Task details:
From the data below, return each line in which the string "Deserialize" is found.

(Collected data)
====
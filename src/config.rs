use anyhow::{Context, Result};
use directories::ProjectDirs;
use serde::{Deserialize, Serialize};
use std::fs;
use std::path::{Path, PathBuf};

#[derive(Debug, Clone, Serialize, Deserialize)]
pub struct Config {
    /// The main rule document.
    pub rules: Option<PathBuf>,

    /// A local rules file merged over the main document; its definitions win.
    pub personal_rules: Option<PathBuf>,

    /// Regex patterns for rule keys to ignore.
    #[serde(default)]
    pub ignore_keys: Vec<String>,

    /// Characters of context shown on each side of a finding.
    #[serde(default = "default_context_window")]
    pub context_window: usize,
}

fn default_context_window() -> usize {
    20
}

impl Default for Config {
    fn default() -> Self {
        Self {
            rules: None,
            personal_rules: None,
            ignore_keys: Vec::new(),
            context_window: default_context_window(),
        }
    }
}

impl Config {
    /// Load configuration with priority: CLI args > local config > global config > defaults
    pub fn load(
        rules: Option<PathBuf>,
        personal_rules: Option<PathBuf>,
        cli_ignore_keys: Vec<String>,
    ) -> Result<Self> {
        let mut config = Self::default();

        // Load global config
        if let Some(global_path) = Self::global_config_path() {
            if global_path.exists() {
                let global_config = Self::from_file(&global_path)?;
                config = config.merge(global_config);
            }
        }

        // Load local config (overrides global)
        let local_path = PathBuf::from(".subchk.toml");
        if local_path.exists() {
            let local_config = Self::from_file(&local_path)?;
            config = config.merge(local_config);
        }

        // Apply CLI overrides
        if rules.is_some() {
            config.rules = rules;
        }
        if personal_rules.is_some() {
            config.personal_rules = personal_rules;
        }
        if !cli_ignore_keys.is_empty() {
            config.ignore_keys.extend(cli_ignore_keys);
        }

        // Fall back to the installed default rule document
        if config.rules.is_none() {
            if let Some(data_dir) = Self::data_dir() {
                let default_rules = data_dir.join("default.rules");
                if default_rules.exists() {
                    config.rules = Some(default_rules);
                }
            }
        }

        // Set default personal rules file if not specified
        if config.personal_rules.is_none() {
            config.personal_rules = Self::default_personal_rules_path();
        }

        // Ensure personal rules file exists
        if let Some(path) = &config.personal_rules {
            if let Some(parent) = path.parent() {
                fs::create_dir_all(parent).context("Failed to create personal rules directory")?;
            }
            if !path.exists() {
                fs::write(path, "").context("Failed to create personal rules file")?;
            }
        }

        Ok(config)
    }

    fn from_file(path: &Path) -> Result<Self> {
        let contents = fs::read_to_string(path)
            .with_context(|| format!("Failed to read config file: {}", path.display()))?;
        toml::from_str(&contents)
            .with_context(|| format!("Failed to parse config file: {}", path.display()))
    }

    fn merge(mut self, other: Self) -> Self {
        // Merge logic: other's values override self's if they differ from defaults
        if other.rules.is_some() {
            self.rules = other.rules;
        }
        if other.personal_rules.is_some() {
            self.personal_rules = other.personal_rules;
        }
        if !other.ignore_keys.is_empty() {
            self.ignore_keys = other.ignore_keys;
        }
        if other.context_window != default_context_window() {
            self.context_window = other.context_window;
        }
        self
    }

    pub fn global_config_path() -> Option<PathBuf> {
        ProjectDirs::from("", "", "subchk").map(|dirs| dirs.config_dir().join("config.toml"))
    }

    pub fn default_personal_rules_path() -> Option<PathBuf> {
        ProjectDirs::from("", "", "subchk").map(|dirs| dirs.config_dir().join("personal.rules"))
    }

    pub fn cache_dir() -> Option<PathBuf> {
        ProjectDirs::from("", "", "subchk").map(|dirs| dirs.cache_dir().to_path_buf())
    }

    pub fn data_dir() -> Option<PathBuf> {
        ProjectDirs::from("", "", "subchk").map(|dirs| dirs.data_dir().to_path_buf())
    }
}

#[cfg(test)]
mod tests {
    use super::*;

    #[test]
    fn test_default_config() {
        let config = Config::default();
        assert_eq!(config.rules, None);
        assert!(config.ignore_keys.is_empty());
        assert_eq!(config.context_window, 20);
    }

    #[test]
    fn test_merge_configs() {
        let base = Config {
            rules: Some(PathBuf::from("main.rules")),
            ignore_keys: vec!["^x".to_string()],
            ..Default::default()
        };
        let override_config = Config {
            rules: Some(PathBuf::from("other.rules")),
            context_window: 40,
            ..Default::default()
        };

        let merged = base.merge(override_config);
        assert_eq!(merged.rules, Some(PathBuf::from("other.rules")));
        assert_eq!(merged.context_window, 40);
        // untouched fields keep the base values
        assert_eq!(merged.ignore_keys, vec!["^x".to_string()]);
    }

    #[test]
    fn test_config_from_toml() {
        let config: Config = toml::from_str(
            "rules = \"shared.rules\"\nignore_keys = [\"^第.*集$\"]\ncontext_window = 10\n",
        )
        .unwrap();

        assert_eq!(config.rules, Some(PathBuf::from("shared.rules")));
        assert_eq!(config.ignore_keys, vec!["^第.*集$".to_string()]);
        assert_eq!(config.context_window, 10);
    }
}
====
Task response:
use serde::{Deserialize, Serialize};
#[derive(Debug, Clone, Serialize, Deserialize)]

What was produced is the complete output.